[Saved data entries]
»»
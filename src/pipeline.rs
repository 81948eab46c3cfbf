//! Pipeline handle and per-run state.
//!
//! A [`Pipeline`] is a cheap, clonable handle to one *pipeline run*: the IR
//! under construction, the temp-location counter, and, once triggered, the
//! plan and the cached outcome. Building the IR performs no data processing.
//! The first [`plan`](Pipeline::plan) or [`run`](Pipeline::run) freezes the
//! graph; later mutations fail with
//! [`GraphConstructionError::Frozen`].
//!
//! Lifecycle: `Building -> Planned -> Running -> {Done, Failed}`. Both
//! triggers are idempotent: a second `plan()` returns the same plan and a
//! second `run()` returns the cached outcome without submitting anything.

use crate::collection::PCollection;
use crate::config::{LocalEngineConfig, PipelineConfig};
use crate::engine::{ExecutionEngine, LocalEngine, storage};
use crate::error::{EngineError, GraphConstructionError, PipelineError};
use crate::graph::Graph;
use crate::io::{Source, Target};
use crate::job::{self, Job};
use crate::node::NodeKind;
use crate::node_id::NodeId;
use crate::planner;
use crate::runner::{RunReport, Runner};
use crate::stage::{StageGraph, StageOutput};
use crate::types::PType;
use crate::value::Value;
use std::collections::BTreeSet;
use std::fs;
use std::path::{Path, PathBuf};
use std::sync::{Arc, Mutex, MutexGuard, PoisonError};
use tracing::{debug, info, warn};

/// Lifecycle state of a pipeline run.
#[derive(Clone, Copy, Debug, PartialEq, Eq, Hash)]
pub enum RunState {
    Building,
    Planned,
    Running,
    Done,
    Failed,
}

/// Deterministic temp locations `<dir>/p<N>` for one run.
#[derive(Clone, Debug)]
pub struct TempLocations {
    dir: PathBuf,
    next: u64,
}

impl TempLocations {
    #[must_use]
    pub fn new(dir: impl AsRef<Path>) -> Self {
        Self {
            dir: dir.as_ref().to_path_buf(),
            next: 0,
        }
    }

    #[must_use]
    pub fn dir(&self) -> &Path {
        &self.dir
    }

    /// Number of locations handed out so far.
    #[must_use]
    pub fn issued(&self) -> u64 {
        self.next
    }

    pub fn allocate(&mut self) -> String {
        let loc = self.dir.join(format!("p{}", self.next));
        self.next += 1;
        loc.display().to_string()
    }
}

/// Plan plus assembled jobs, produced once per run.
#[derive(Clone)]
pub struct Planned {
    pub stages: Arc<StageGraph>,
    pub jobs: Arc<Vec<Arc<Job>>>,
}

pub(crate) struct PipelineInner {
    pub(crate) graph: Graph,
    pub(crate) state: RunState,
    temps: Option<TempLocations>,
    planned: Option<Planned>,
    plan_error: Option<PipelineError>,
    outcome: Option<Result<RunReport, PipelineError>>,
}

#[derive(Clone)]
pub struct Pipeline {
    pub(crate) inner: Arc<Mutex<PipelineInner>>,
    engine: Arc<dyn ExecutionEngine>,
    config: Arc<PipelineConfig>,
    run_gate: Arc<Mutex<()>>,
}

impl Default for Pipeline {
    /// A pipeline on a [`LocalEngine`] with default settings.
    fn default() -> Self {
        Self::local(LocalEngineConfig::default(), PipelineConfig::default())
    }
}

impl Pipeline {
    pub fn new(engine: Arc<dyn ExecutionEngine>, config: PipelineConfig) -> Self {
        Self {
            inner: Arc::new(Mutex::new(PipelineInner {
                graph: Graph::new(),
                state: RunState::Building,
                temps: None,
                planned: None,
                plan_error: None,
                outcome: None,
            })),
            engine,
            config: Arc::new(config),
            run_gate: Arc::new(Mutex::new(())),
        }
    }

    /// A pipeline on a fresh [`LocalEngine`].
    #[must_use]
    pub fn local(engine: LocalEngineConfig, config: PipelineConfig) -> Self {
        Self::new(Arc::new(LocalEngine::new(engine)), config)
    }

    #[must_use]
    pub fn config(&self) -> &PipelineConfig {
        &self.config
    }

    #[must_use]
    pub fn engine(&self) -> &Arc<dyn ExecutionEngine> {
        &self.engine
    }

    pub(crate) fn lock(&self) -> MutexGuard<'_, PipelineInner> {
        self.inner.lock().unwrap_or_else(PoisonError::into_inner)
    }

    #[must_use]
    pub fn state(&self) -> RunState {
        self.lock().state
    }

    /// A copy of the IR as built so far.
    #[must_use]
    pub fn graph(&self) -> Graph {
        self.lock().graph.clone()
    }

    pub(crate) fn same_run(&self, other: &Pipeline) -> bool {
        Arc::ptr_eq(&self.inner, &other.inner)
    }

    pub(crate) fn add_node(
        &self,
        name: &str,
        kind: NodeKind,
        inputs: Vec<NodeId>,
        ptype: PType,
    ) -> Result<NodeId, GraphConstructionError> {
        let mut g = self.lock();
        if g.state != RunState::Building {
            return Err(GraphConstructionError::Frozen {
                node: name.to_string(),
            });
        }
        Ok(g.graph.add(name, kind, inputs, ptype))
    }

    /// Wrap `source` as a collection of its declared type.
    pub fn read(&self, source: impl Source + 'static) -> Result<PCollection, GraphConstructionError> {
        let ptype = source.ptype();
        let name = source.describe();
        let id = self.add_node(&name, NodeKind::Source(Arc::new(source)), Vec::new(), ptype.clone())?;
        Ok(PCollection::new(self.clone(), id, ptype))
    }

    /// Concatenate collections of identical type. Order is unspecified.
    pub fn union(&self, inputs: &[&PCollection]) -> Result<PCollection, GraphConstructionError> {
        let Some(first) = inputs.first() else {
            return Err(GraphConstructionError::EmptyUnion);
        };
        for c in inputs {
            if !self.same_run(c.pipeline()) {
                return Err(GraphConstructionError::ForeignCollection {
                    node: "union".into(),
                });
            }
            if c.ptype() != first.ptype() {
                return Err(GraphConstructionError::TypeMismatch {
                    node: "union".into(),
                    expected: first.ptype().to_string(),
                    found: c.ptype().to_string(),
                });
            }
        }
        let ids = inputs.iter().map(|c| c.id()).collect();
        let ptype = first.ptype().clone();
        let id = self.add_node("union", NodeKind::Union, ids, ptype.clone())?;
        Ok(PCollection::new(self.clone(), id, ptype))
    }

    /// Register `target` as a terminal output of `coll`.
    pub fn write(
        &self,
        coll: &PCollection,
        target: impl Target + 'static,
    ) -> Result<(), GraphConstructionError> {
        if !self.same_run(coll.pipeline()) {
            return Err(GraphConstructionError::ForeignCollection {
                node: target.location(),
            });
        }
        let declared = target.ptype();
        if !declared.same_logical(coll.ptype()) {
            return Err(GraphConstructionError::TypeMismatch {
                node: target.location(),
                expected: declared.to_string(),
                found: coll.ptype().to_string(),
            });
        }
        let name = format!("write:{}", target.location());
        self.add_node(
            &name,
            NodeKind::Target(Arc::new(target)),
            vec![coll.id()],
            coll.ptype().clone(),
        )?;
        Ok(())
    }

    /// Freeze the IR and produce the stage plan. Idempotent.
    pub fn plan(&self) -> Result<Arc<StageGraph>, PipelineError> {
        self.planned().map(|p| p.stages)
    }

    /// The assembled jobs, one per stage, in stage order.
    pub fn jobs(&self) -> Result<Arc<Vec<Arc<Job>>>, PipelineError> {
        self.planned().map(|p| p.jobs)
    }

    fn planned(&self) -> Result<Planned, PipelineError> {
        let mut g = self.lock();
        if let Some(p) = &g.planned {
            return Ok(p.clone());
        }
        if let Some(e) = &g.plan_error {
            return Err(e.clone());
        }
        let result = self.plan_locked(&mut g);
        match &result {
            Ok(p) => {
                g.planned = Some(p.clone());
                g.state = RunState::Planned;
            }
            Err(e) => {
                g.plan_error = Some(e.clone());
                g.state = RunState::Failed;
            }
        }
        result
    }

    fn plan_locked(&self, g: &mut PipelineInner) -> Result<Planned, PipelineError> {
        let dir = create_run_dir(&self.config.temp_root)?;
        let mut temps = TempLocations::new(&dir);
        let requirements = self.engine.key_requirements();
        let stages = planner::plan(&g.graph, requirements, &mut temps)?;
        let jobs = job::assemble(&stages, requirements.ordering)?;
        debug!(dir = %dir.display(), temps = temps.issued(), "run directory prepared");
        g.temps = Some(temps);
        Ok(Planned {
            stages: Arc::new(stages),
            jobs: Arc::new(jobs.into_iter().map(Arc::new).collect()),
        })
    }

    /// Plan if needed, then execute every stage and block until the run is
    /// done or has failed. Repeated calls return the cached outcome.
    pub fn run(&self) -> Result<RunReport, PipelineError> {
        let _gate = self.run_gate.lock().unwrap_or_else(PoisonError::into_inner);
        if let Some(outcome) = &self.lock().outcome {
            debug!("run already finished; returning cached outcome");
            return outcome.clone();
        }

        let planned = match self.planned() {
            Ok(p) => p,
            Err(e) => {
                self.lock().outcome = Some(Err(e.clone()));
                return Err(e);
            }
        };
        self.lock().state = RunState::Running;
        info!(stages = planned.stages.len(), "pipeline run started");

        let runner = Runner::new(self.engine.as_ref(), &self.config);
        let outcome = runner.execute(&planned.stages, &planned.jobs);

        let mut g = self.lock();
        match &outcome {
            Ok(report) => {
                g.state = RunState::Done;
                info!(stages = report.stages.len(), "pipeline run done");
                if self.config.cleanup_intermediates
                    && let Some(temps) = &g.temps
                {
                    cleanup_intermediates(temps.dir(), &planned.stages);
                }
            }
            Err(e) => {
                g.state = RunState::Failed;
                warn!(error = %e, "pipeline run failed; intermediates kept for inspection");
            }
        }
        g.outcome = Some(outcome.clone());
        outcome
    }

    /// Read back an explicitly materialized collection after a successful run.
    pub fn read_materialized(&self, coll: &PCollection) -> Result<Vec<Value>, PipelineError> {
        let not_materialized = || PipelineError::NotMaterialized { node: coll.id() };
        let planned = {
            let g = self.lock();
            if g.state != RunState::Done || !self.same_run(coll.pipeline()) {
                return Err(not_materialized());
            }
            g.planned.clone().ok_or_else(not_materialized)?
        };
        let location = planned
            .stages
            .materialized_location(coll.id())
            .ok_or_else(not_materialized)?;
        Ok(self.engine.read_output(location, coll.ptype())?)
    }

    /// Scratch directory of this run, once planned.
    #[must_use]
    pub fn run_dir(&self) -> Option<PathBuf> {
        self.lock().temps.as_ref().map(|t| t.dir().to_path_buf())
    }
}

fn create_run_dir(root: &Path) -> Result<PathBuf, EngineError> {
    fs::create_dir_all(root)
        .map_err(|e| EngineError::Storage(format!("mkdir -p {}: {e}", root.display())))?;
    let dir = tempfile::Builder::new()
        .prefix("ironcrunch-")
        .tempdir_in(root)
        .map_err(|e| EngineError::Storage(format!("create run dir in {}: {e}", root.display())))?;
    Ok(dir.keep())
}

/// Remove every `p*` file of the run except explicit materializations.
fn cleanup_intermediates(dir: &Path, plan: &StageGraph) {
    let keep: Vec<&str> = plan
        .stages()
        .iter()
        .flat_map(|s| s.outputs.iter())
        .filter_map(|o| match o {
            StageOutput::Temp {
                location,
                explicit: true,
            } => Some(location.as_str()),
            _ => None,
        })
        .collect();
    let pattern = format!("{}/p*", glob::Pattern::escape(&dir.display().to_string()));
    let Ok(paths) = glob::glob(&pattern) else {
        warn!(%pattern, "invalid cleanup pattern");
        return;
    };
    // A leftover `<loc>.partial` names the same location as `<loc>`.
    let locations: BTreeSet<String> = paths
        .flatten()
        .map(|path| {
            let s = path.display().to_string();
            s.strip_suffix(".partial").unwrap_or(&s).to_string()
        })
        .filter(|loc| !keep.contains(&loc.as_str()))
        .collect();
    let mut removed = 0usize;
    for location in &locations {
        match storage::remove(location) {
            Ok(()) => removed += 1,
            Err(e) => warn!(%location, error = %e, "failed to remove intermediate"),
        }
    }
    if keep.is_empty() {
        let _ = fs::remove_dir(dir);
    }
    debug!(removed, "intermediates cleaned up");
}

#[cfg(test)]
mod tests {
    use super::*;
    use crate::io::{MemSource, MemTarget};
    use crate::testing::TestPipeline;
    use crate::types::Family;

    #[test]
    fn cleanup_sweeps_leftover_partial_writes() -> anyhow::Result<()> {
        let p = TestPipeline::new()?;
        let f = Family::Binary;
        let shared = p.read(MemSource::new(f.strings(), ["a"]))?.map("shared", f.strings(), Ok)?;
        shared.materialize()?;
        shared
            .map("after", f.strings(), Ok)?
            .write(MemTarget::new("out", f.strings()))?;
        let plan = p.plan()?;
        let dir = p.run_dir().expect("planned");

        for name in ["p0", "p0.partial", "p1", "p7.partial"] {
            fs::write(dir.join(name), b"x")?;
        }
        cleanup_intermediates(&dir, &plan);

        assert!(!dir.join("p0").exists());
        assert!(!dir.join("p0.partial").exists());
        assert!(!dir.join("p7.partial").exists());
        assert!(dir.join("p1").exists(), "explicit materialization kept");
        Ok(())
    }
}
««
**Requirement**
What is needed is an exact copy of the lines above, from the one containing "use std::collections::BTreeSet;" through the one containing "pub fn dir(&self)", with nothing added.

**Response box**
use std::collections::BTreeSet;
use std::fs;
use std::path::{Path, PathBuf};
use std::sync::{Arc, Mutex, MutexGuard, PoisonError};
use tracing::{debug, info, warn};

/// Lifecycle state of a pipeline run.
#[derive(Clone, Copy, Debug, PartialEq, Eq, Hash)]
pub enum RunState {
    Building,
    Planned,
    Running,
    Done,
    Failed,
}

/// Deterministic temp locations `<dir>/p<N>` for one run.
#[derive(Clone, Debug)]
pub struct TempLocations {
    dir: PathBuf,
    next: u64,
}

impl TempLocations {
    #[must_use]
    pub fn new(dir: impl AsRef<Path>) -> Self {
        Self {
            dir: dir.as_ref().to_path_buf(),
            next: 0,
        }
    }

    #[must_use]
    pub fn dir(&self) -> &Path {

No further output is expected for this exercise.